» Required action:
Pull every line with "nupper" from the data below and copy it.

Given records section start

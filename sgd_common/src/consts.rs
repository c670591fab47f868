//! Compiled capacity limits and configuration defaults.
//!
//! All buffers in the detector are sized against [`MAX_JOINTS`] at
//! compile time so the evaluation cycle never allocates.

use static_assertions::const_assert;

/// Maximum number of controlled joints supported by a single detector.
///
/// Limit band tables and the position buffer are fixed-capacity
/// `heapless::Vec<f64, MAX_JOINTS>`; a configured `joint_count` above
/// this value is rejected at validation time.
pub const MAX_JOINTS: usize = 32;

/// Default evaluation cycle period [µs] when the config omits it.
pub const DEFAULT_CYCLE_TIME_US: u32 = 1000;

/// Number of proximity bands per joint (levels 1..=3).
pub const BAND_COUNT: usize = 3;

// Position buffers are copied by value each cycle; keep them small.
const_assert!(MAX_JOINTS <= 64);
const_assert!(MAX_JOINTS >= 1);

Given records section end
Given records section start

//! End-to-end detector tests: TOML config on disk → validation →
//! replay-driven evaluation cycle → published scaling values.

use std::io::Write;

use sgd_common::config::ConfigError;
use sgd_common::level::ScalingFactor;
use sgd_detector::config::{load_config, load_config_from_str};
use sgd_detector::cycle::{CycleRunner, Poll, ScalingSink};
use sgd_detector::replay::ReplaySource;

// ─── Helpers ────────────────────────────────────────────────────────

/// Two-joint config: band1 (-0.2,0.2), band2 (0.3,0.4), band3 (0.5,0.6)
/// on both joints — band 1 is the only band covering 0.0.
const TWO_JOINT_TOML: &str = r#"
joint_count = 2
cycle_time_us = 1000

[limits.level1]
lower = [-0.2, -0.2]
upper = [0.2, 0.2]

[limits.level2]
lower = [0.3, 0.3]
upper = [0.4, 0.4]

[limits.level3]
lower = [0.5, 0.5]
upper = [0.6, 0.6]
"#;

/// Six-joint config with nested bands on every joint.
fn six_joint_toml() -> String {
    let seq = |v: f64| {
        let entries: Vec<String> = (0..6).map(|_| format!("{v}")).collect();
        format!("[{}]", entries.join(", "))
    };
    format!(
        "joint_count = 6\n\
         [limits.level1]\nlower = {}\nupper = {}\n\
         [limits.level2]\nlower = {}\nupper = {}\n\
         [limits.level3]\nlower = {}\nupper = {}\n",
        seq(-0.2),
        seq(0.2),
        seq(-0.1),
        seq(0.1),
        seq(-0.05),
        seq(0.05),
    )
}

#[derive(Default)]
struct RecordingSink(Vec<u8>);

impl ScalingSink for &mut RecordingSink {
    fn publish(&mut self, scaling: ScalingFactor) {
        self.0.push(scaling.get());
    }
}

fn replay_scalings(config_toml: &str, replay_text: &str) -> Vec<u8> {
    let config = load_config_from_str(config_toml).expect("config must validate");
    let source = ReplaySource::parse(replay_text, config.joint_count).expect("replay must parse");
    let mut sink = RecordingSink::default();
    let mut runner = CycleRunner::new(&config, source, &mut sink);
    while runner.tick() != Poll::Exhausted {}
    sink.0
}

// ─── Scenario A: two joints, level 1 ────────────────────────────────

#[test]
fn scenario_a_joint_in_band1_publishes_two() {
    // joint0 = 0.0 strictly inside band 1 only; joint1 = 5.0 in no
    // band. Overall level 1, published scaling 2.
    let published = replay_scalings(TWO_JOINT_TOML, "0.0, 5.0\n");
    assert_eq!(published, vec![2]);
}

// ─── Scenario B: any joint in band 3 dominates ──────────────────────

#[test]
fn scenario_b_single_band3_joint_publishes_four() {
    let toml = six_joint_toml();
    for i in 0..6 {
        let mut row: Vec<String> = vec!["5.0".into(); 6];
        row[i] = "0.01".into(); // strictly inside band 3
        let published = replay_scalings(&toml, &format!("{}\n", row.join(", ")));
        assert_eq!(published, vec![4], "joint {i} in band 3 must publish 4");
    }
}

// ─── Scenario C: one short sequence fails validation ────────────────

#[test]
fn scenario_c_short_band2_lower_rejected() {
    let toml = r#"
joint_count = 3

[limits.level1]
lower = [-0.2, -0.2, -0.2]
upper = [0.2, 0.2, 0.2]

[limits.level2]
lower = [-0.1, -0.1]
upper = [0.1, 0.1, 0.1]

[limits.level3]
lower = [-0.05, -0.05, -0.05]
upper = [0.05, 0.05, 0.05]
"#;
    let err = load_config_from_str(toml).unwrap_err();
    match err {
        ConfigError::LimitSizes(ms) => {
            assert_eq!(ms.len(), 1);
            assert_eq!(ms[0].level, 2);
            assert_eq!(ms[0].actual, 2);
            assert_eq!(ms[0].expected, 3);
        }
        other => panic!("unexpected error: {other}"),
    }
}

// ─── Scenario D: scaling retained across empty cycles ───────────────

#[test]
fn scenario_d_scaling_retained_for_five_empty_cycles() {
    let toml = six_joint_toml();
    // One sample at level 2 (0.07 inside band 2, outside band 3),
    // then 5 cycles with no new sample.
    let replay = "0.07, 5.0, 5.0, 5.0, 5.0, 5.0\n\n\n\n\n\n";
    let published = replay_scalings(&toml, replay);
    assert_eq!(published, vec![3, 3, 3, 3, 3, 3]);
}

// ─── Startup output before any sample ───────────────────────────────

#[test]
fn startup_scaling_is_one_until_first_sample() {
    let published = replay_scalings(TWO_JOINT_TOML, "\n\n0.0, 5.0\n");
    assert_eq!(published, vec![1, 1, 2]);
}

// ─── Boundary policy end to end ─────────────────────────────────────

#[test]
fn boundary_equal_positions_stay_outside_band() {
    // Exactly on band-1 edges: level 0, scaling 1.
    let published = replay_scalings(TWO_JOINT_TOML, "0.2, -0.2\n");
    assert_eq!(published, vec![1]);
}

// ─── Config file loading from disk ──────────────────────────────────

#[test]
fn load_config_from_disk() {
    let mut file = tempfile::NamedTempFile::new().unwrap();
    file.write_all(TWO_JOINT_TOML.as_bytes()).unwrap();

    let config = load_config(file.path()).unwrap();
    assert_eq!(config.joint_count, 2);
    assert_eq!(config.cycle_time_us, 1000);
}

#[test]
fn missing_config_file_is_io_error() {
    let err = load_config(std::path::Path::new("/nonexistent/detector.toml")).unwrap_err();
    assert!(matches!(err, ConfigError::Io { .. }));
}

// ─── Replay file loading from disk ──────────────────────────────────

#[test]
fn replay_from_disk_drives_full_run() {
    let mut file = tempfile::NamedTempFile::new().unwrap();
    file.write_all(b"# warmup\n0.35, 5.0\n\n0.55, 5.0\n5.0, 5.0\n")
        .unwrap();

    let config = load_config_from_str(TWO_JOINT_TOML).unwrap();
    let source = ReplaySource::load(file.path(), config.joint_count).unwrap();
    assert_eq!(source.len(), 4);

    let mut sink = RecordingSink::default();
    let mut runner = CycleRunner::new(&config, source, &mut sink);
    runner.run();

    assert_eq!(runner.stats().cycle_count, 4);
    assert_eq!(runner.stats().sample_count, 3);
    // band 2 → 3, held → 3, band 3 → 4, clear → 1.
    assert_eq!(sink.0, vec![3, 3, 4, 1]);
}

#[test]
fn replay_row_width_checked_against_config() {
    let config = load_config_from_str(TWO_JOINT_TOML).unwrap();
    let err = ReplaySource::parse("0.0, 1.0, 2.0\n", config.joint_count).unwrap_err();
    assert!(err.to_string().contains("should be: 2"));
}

Given records section end

» Your response:
         [limits.level1]\nlower = {}\nupper = {}\n\
         [limits.level2]\nlower = {}\nupper = {}\n\
         [limits.level3]\nlower = {}\nupper = {}\n",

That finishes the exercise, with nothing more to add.